Trained volunteers from the GSPCA are carrying out searches of the southern area of L’Ancresse Common after a dog walker reported seeing the tail-end of a fairly large snake enter the gorse.

Police officers are liaising with John Knight, President of the GSPCA and a vet who also specialises in exotic animals, and States Vet David Chamberlain.

The sighting is unconfirmed at this stage. The dog walker reported the tail-end as being about a metre in length and several inches wide. If those measurements are accurate, Mr Knight has advised police that it could potentially be a boa or python. 

Advice received suggests it is highly unlikely that such a snake would pose a threat to either dogs or humans. However, Guernsey Police would strongly urge islanders against visiting the area in an attempt to locate the snake.
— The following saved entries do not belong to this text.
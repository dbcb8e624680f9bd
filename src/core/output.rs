use std::ops::Deref;
use std::rc::Rc;

use serde::{Serialize, Serializer};

use crate::error::{FeatureError, Result};

/// Output vector of a feature node.
///
/// Immutable once produced; clones share the same allocation, so handing a
/// cached output to several dependents never copies the samples.
#[derive(Debug, Clone, PartialEq)]
pub struct FeatureOutput(Rc<[f64]>);

impl FeatureOutput {
    pub fn new(values: Vec<f64>) -> Self {
        Self(values.into())
    }

    pub fn len(&self) -> usize {
        self.0.len()
    }

    pub fn is_empty(&self) -> bool {
        self.0.is_empty()
    }

    pub fn as_slice(&self) -> &[f64] {
        &self.0
    }

    /// Value of a single column.
    pub fn column(&self, index: usize) -> Result<f64> {
        self.0.get(index).copied().ok_or_else(|| {
            FeatureError::range(format!(
                "column {index} out of bounds for output of {} columns",
                self.0.len()
            ))
        })
    }

    /// Columns `[start, start + len)`.
    pub fn range(&self, start: usize, len: usize) -> Result<&[f64]> {
        start
            .checked_add(len)
            .and_then(|end| self.0.get(start..end))
            .ok_or_else(|| {
                FeatureError::range(format!(
                    "columns {start}..{start}+{len} out of bounds for output of {} columns",
                    self.0.len()
                ))
            })
    }

    pub fn to_vec(&self) -> Vec<f64> {
        self.0.to_vec()
    }
}

impl Deref for FeatureOutput {
    type Target = [f64];

    fn deref(&self) -> &[f64] {
        &self.0
    }
}

impl From<Vec<f64>> for FeatureOutput {
    fn from(values: Vec<f64>) -> Self {
        Self::new(values)
    }
}

impl Serialize for FeatureOutput {
    fn serialize<S: Serializer>(&self, serializer: S) -> std::result::Result<S::Ok, S::Error> {
        self.as_slice().serialize(serializer)
    }
}
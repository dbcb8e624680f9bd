pub mod snapshot;
pub mod traversal;

pub use snapshot::{snapshot, FeatureSnapshot, GraphSnapshot};
pub use traversal::{reaches, sinks, topological_order};
pub(crate) use traversal::warmup_times;
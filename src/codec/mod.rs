//! Tab-separated description records, one node per line.
//!
//! ```text
//! <id>\t<typeTag>\t<inputId_0>\t...\t<inputId_k-1>\t<type-specific field>...\n
//! ```
//!
//! A stream is read top to bottom and may only reference ids defined on
//! earlier lines.

use std::fs::File;
use std::io::{BufRead, BufReader, BufWriter, Write};
use std::path::Path;

use log::debug;

use crate::core::{Feature, FeatureMap};
use crate::error::{FeatureError, Result};
use crate::graph::{sinks, topological_order};
use crate::registry::Registry;

pub const FIELD_SEPARATOR: char = '\t';

/// One record, without the line terminator.
///
/// Fails with a Range error if a token would not survive decoding: any
/// token holding a separator or line break, or a type tag that is empty or
/// padded.
pub fn encode_record(feature: &Feature) -> Result<String> {
    let description = feature.description();
    for (position, token) in description.iter().enumerate() {
        if token.contains([FIELD_SEPARATOR, '\n', '\r']) {
            return Err(FeatureError::range(format!(
                "feature '{}' ({}): token {position} {token:?} contains a separator or line break",
                feature.id(),
                feature.type_tag()
            )));
        }
    }
    let type_tag = feature.type_tag();
    if type_tag.is_empty() || type_tag.chars().any(char::is_whitespace) {
        return Err(FeatureError::range(format!(
            "feature '{}' has unencodable type tag {type_tag:?}",
            feature.id()
        )));
    }
    Ok(description.join("\t"))
}

/// Writes one record followed by a line break.
pub fn write_record<W: Write>(feature: &Feature, writer: &mut W) -> Result<()> {
    writeln!(writer, "{}", encode_record(feature)?)?;
    Ok(())
}

/// Writes every node reachable from `roots` once, inputs first.
/// Returns the number of records written. Nothing is written if any record
/// fails to encode.
pub fn write_graph<W: Write>(roots: &[Feature], writer: &mut W) -> Result<usize> {
    let records = topological_order(roots)
        .iter()
        .map(encode_record)
        .collect::<Result<Vec<_>>>()?;
    for record in &records {
        writeln!(writer, "{}", record)?;
    }
    Ok(records.len())
}

pub fn encode_graph(roots: &[Feature]) -> Result<String> {
    topological_order(roots)
        .iter()
        .map(|feature| encode_record(feature).map(|record| record + "\n"))
        .collect()
}

pub fn save_graph(path: impl AsRef<Path>, roots: &[Feature]) -> Result<usize> {
    let mut writer = BufWriter::new(File::create(path)?);
    let written = write_graph(roots, &mut writer)?;
    writer.flush()?;
    Ok(written)
}

/// Splits a line into tokens. A trailing carriage return is dropped.
pub fn parse_record(line: &str) -> Vec<String> {
    line.strip_suffix('\r')
        .unwrap_or(line)
        .split(FIELD_SEPARATOR)
        .map(str::to_string)
        .collect()
}

/// Nodes decoded from a record stream.
#[derive(Debug, Default)]
pub struct LoadedGraph {
    features: Vec<Feature>,
    by_id: FeatureMap,
}

impl LoadedGraph {
    pub fn get(&self, id: &str) -> Option<&Feature> {
        self.by_id.get(id)
    }

    /// Nodes in the order their records appeared.
    pub fn features(&self) -> &[Feature] {
        &self.features
    }

    pub fn len(&self) -> usize {
        self.features.len()
    }

    pub fn is_empty(&self) -> bool {
        self.features.is_empty()
    }

    /// Nodes no other node reads from.
    pub fn sinks(&self) -> Vec<Feature> {
        sinks(&self.features)
    }

    pub fn into_map(self) -> FeatureMap {
        self.by_id
    }
}

/// Decodes a record stream, stopping at the first record that fails.
///
/// The error carries the 1-based line number and the record's id. Blank
/// lines are skipped.
pub fn read_graph<R: BufRead>(reader: R, registry: &Registry) -> Result<LoadedGraph> {
    let mut graph = LoadedGraph::default();

    for (index, line) in reader.lines().enumerate() {
        let line = line?;
        if line.trim().is_empty() {
            continue;
        }
        let line_number = index + 1;
        let tokens = parse_record(&line);
        let id = tokens[0].trim().to_string();

        let decoded = if graph.by_id.contains_key(&id) {
            Err(FeatureError::range(format!("duplicate feature id '{id}'")))
        } else {
            registry.from_description(&tokens, &graph.by_id)
        };
        let feature = decoded.map_err(|source| FeatureError::Decode {
            line: line_number,
            id: id.clone(),
            source: Box::new(source),
        })?;

        debug!(
            "decoded feature {} ({}) from line {}",
            feature.id(),
            feature.type_tag(),
            line_number
        );
        graph.by_id.insert(feature.id().to_string(), feature.clone());
        graph.features.push(feature);
    }

    Ok(graph)
}

pub fn read_graph_str(text: &str, registry: &Registry) -> Result<LoadedGraph> {
    read_graph(text.as_bytes(), registry)
}

pub fn load_graph(path: impl AsRef<Path>, registry: &Registry) -> Result<LoadedGraph> {
    read_graph(BufReader::new(File::open(path)?), registry)
}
Anyone doing so could make circumstances harder for the trained teams trying to find it.

Superintendent Phil Breban said: "We felt it important to inform the public about the searches and the nature of them, but we would ask people to refrain from any temptation to get involved in the search.”

“Mr Knight is an expert in this field and his team of volunteers understand the best techniques for locating the snake and determining the accuracy of the report received."

Mr Knight said: "Should the size and description reported be accurate, and we have no reason to suspect they are not although it is always understandably very difficult for people who see something unexpected like this, then we are potentially looking at a python or boa.”

“The gorse on L’Ancresse would provide a very comfy living environment and hunting ground for such a snake, and as such it would be highly unlikely to pose a threat to either humans or dogs.”

“However, until we find it we cannot be sure."

"Snakes are creatures of habit so we will use that to try and locate it.”

“It is for that reason that it is so important that people do not go searching for it themselves.”

“Increased activity in the area is likely to result in a change of habit and potentially behaviour or temperament.”

“This would make it much more difficult to find.”

“We will carry out searches at various times of the day during the next two weeks, when we believe it is most likely to emerge from the gorse.”

“Should that prove unsuccessful, we will look at alternative options."

Reptiles at the GSPCA

The GSPCA have seen a huge rise in unwanted and stray reptiles in recent years.

The species predominately being small breeds of commonly kept pets such as rat snakes, corn snakes, musk turtles, tortoise and bearded dragons. Although in the last year we have had a python, hog nose snake, skink, collared lizard, water dragon and long nose lizard.

Steve Byrne GSPCA Manager said “At the GSPCA we have seen a huge increase in the last few years with reptiles from those being cruelly treated to strays.”

“Also in the last month or so we have had a stray bearded dragon found in Cobo and a stray snake found in St Peter Port which was only a young corn snake.”

“Where as a few years ago we would normally see 2 or 3 lizards or snakes we have seen over 30 a year in the last two years at the GSPCA.”

“You have to think long and hard before you take on a reptile as they really do need specialised care and some like tortoise may even out live you.”

“We do have a number in need of homes at the GSPCA but none as large as the stray that has been reported on L’Ancresse common.”